[Question] After testing, it feels much slower than postgresql.
long2ice opened this issue · comments
A very simple usage scenario. I run the integration test locally. It takes more than 60 seconds to use postgresql 11, but it takes more than 130 seconds to run on polardb. Both are stand-alone versions deployed using docker.
It shouldn't feel so different? Is my usage posture wrong? Is there any relevant parameters that can be tuned?
Hi @long2ice ~ Thanks for opening this issue! 🎉
Please make sure you have provided enough information for subsequent discussion.

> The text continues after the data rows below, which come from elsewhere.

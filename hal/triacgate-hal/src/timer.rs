//! Capture/compare timer abstractions
//!
//! The timer counts up from the last zero-crossing edge. An edge on the
//! capture input both latches the count (the half-wave length) and
//! reloads the counter to zero. Two compare channels then mark the rising
//! and falling edges of the gate pulse.

use crate::device::{PrsChannel, TimerId};

#[cfg(feature = "serde")]
use serde::{Deserialize, Serialize};

/// Compare/capture channel
#[derive(Debug, Clone, Copy, PartialEq, Eq)]
#[cfg_attr(feature = "defmt", derive(defmt::Format))]
pub enum CcChannel {
    /// Half-wave capture
    Cc0,
    /// Pulse rising edge
    Cc1,
    /// Pulse falling edge
    Cc2,
}

impl CcChannel {
    /// Channel index
    pub const fn index(self) -> usize {
        match self {
            CcChannel::Cc0 => 0,
            CcChannel::Cc1 => 1,
            CcChannel::Cc2 => 2,
        }
    }
}

/// Power-of-two clock prescaler, stored as log2 of the divider
#[derive(Debug, Clone, Copy, PartialEq, Eq, PartialOrd, Ord, Default)]
#[cfg_attr(feature = "defmt", derive(defmt::Format))]
#[cfg_attr(feature = "serde", derive(Serialize, Deserialize))]
pub struct Prescale(u8);

impl Prescale {
    /// Divide by 1
    pub const DIV1: Self = Self(0);
    /// Divide by 1024 (largest supported)
    pub const DIV1024: Self = Self(10);

    /// Create from log2 of the divider, `None` above 1024
    pub const fn from_log2(log2: u8) -> Option<Self> {
        if log2 <= Self::DIV1024.0 {
            Some(Self(log2))
        } else {
            None
        }
    }

    /// log2 of the divider
    pub const fn log2(self) -> u8 {
        self.0
    }

    /// The divider value (1, 2, 4, ... 1024)
    pub const fn divider(self) -> u32 {
        1 << self.0
    }

    /// Next larger prescaler, if any
    pub const fn next(self) -> Option<Self> {
        Self::from_log2(self.0 + 1)
    }

    /// Divide an input clock frequency
    pub const fn apply(self, clock_hz: u32) -> u32 {
        clock_hz >> self.0
    }
}

/// Output action on compare match
#[derive(Debug, Clone, Copy, PartialEq, Eq, Default)]
#[cfg_attr(feature = "defmt", derive(defmt::Format))]
pub enum OutputAction {
    /// Leave the output alone
    #[default]
    None,
    /// Toggle the output
    Toggle,
    /// Drive the output low
    Clear,
    /// Drive the output high
    Set,
}

/// Counter setup
#[derive(Debug, Clone, Copy, PartialEq, Eq)]
#[cfg_attr(feature = "defmt", derive(defmt::Format))]
pub struct CounterSetup {
    /// Clock prescaler
    pub prescale: Prescale,
    /// Reload and restart the counter on both edges of the capture input
    pub reload_on_edge: bool,
    /// Force compare outputs back to their initial state on reload-start
    pub reset_outputs_on_reload: bool,
    /// Clear interrupt flags when a DMA reads the capture value
    pub dma_clear_on_access: bool,
}

/// Compare channel setup
///
/// Compare outputs always feed the interconnect as levels.
#[derive(Debug, Clone, Copy, PartialEq, Eq)]
#[cfg_attr(feature = "defmt", derive(defmt::Format))]
pub struct CompareSetup {
    /// Action on compare match
    pub on_match: OutputAction,
    /// Output level after init and after every reload
    pub initial_high: bool,
}

/// Capture/compare timer operations
pub trait CaptureCompareTimer {
    /// Configure the counter, leaving it stopped
    fn timer_setup(&mut self, timer: TimerId, setup: &CounterSetup);

    /// Configure a compare channel
    fn timer_compare_setup(&mut self, timer: TimerId, cc: CcChannel, setup: &CompareSetup);

    /// Arm a channel to capture on rising edges of an interconnect channel
    ///
    /// The counter starts on the first edge seen after this call.
    fn timer_capture_setup(&mut self, timer: TimerId, cc: CcChannel, input: PrsChannel);

    /// Write a compare value
    fn timer_set_compare(&mut self, timer: TimerId, cc: CcChannel, value: u32);

    /// Check whether a capture is waiting to be read
    fn timer_capture_pending(&self, timer: TimerId, cc: CcChannel) -> bool;

    /// Read the captured value and clear the capture flag
    fn timer_take_capture(&mut self, timer: TimerId, cc: CcChannel) -> u32;

    /// Drive a compare channel output onto its pin at `location`
    fn timer_route_compare(&mut self, timer: TimerId, cc: CcChannel, location: u8);
}
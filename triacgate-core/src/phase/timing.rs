//! Timer clock and pulse width in ticks

use triacgate_hal::Prescale;

use crate::config::{MIN_TIMER_FREQUENCY_HZ, SLOWEST_LINE_HZ};
use crate::error::{Result, TriacError};

#[cfg(feature = "serde")]
use serde::{Deserialize, Serialize};

/// Timer settings derived from the input clock and pulse width
#[derive(Debug, Clone, Copy, PartialEq, Eq)]
#[cfg_attr(feature = "defmt", derive(defmt::Format))]
#[cfg_attr(feature = "serde", derive(Serialize, Deserialize))]
pub struct TimerTiming {
    /// Timer input clock (Hz)
    pub clock_hz: u32,
    /// Selected prescaler
    pub prescale: Prescale,
    /// Counter tick rate after prescaling (Hz)
    pub tick_hz: u32,
    /// Highest counter value
    pub max_count: u32,
    /// Gate pulse width in ticks
    pub pulse_width_ticks: u32,
}

impl TimerTiming {
    /// Derive timing for a timer clock, counter limit and pulse width
    ///
    /// Fails with `InvalidRange` if the clock is below 1 MHz or if even
    /// the largest prescaler leaves the counter too narrow for a full
    /// period at the slowest line frequency.
    pub fn new(clock_hz: u32, max_count: u32, pulse_width_us: u32) -> Result<Self> {
        if clock_hz < MIN_TIMER_FREQUENCY_HZ {
            return Err(TriacError::InvalidRange);
        }
        let prescale = select_prescale(clock_hz, max_count).ok_or(TriacError::InvalidRange)?;
        let tick_hz = prescale.apply(clock_hz);
        Ok(Self {
            clock_hz,
            prescale,
            tick_hz,
            max_count,
            pulse_width_ticks: pulse_ticks(tick_hz, pulse_width_us),
        })
    }
}

/// Smallest prescaler for which one period of the slowest line frequency
/// fits below `max_count`
pub fn select_prescale(clock_hz: u32, max_count: u32) -> Option<Prescale> {
    let mut prescale = Prescale::DIV1;
    loop {
        if prescale.apply(clock_hz) / SLOWEST_LINE_HZ < max_count {
            return Some(prescale);
        }
        prescale = prescale.next()?;
    }
}

/// Convert a duration in µs to ticks, truncating
pub fn pulse_ticks(tick_hz: u32, width_us: u32) -> u32 {
    let ticks = tick_hz as u64 * width_us as u64 / 1_000_000;
    ticks.min(u32::MAX as u64) as u32
}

We will get back to you as soon as possible. ❤️
@long2ice Hi, thanks for testing PolarDB-PG.
Can you describe about your testing workload? Is it mainly DDL, or DML, or something else? Also, What is the shared_buffer
size of PostgreSQL 11?
@mrdrivingduck Hello, thanks for your quick reply! The testing workload is create database, insert dataset, and then run tests. Most of test case is DML. And postgres shared_buffers is 128M, for polardb is 2GB.
@long2ice Could you please add some log print during these three phase: [TIME] create database [TIME] insert data [TIME] run tests [TIME]? So that we can peek which part is slow.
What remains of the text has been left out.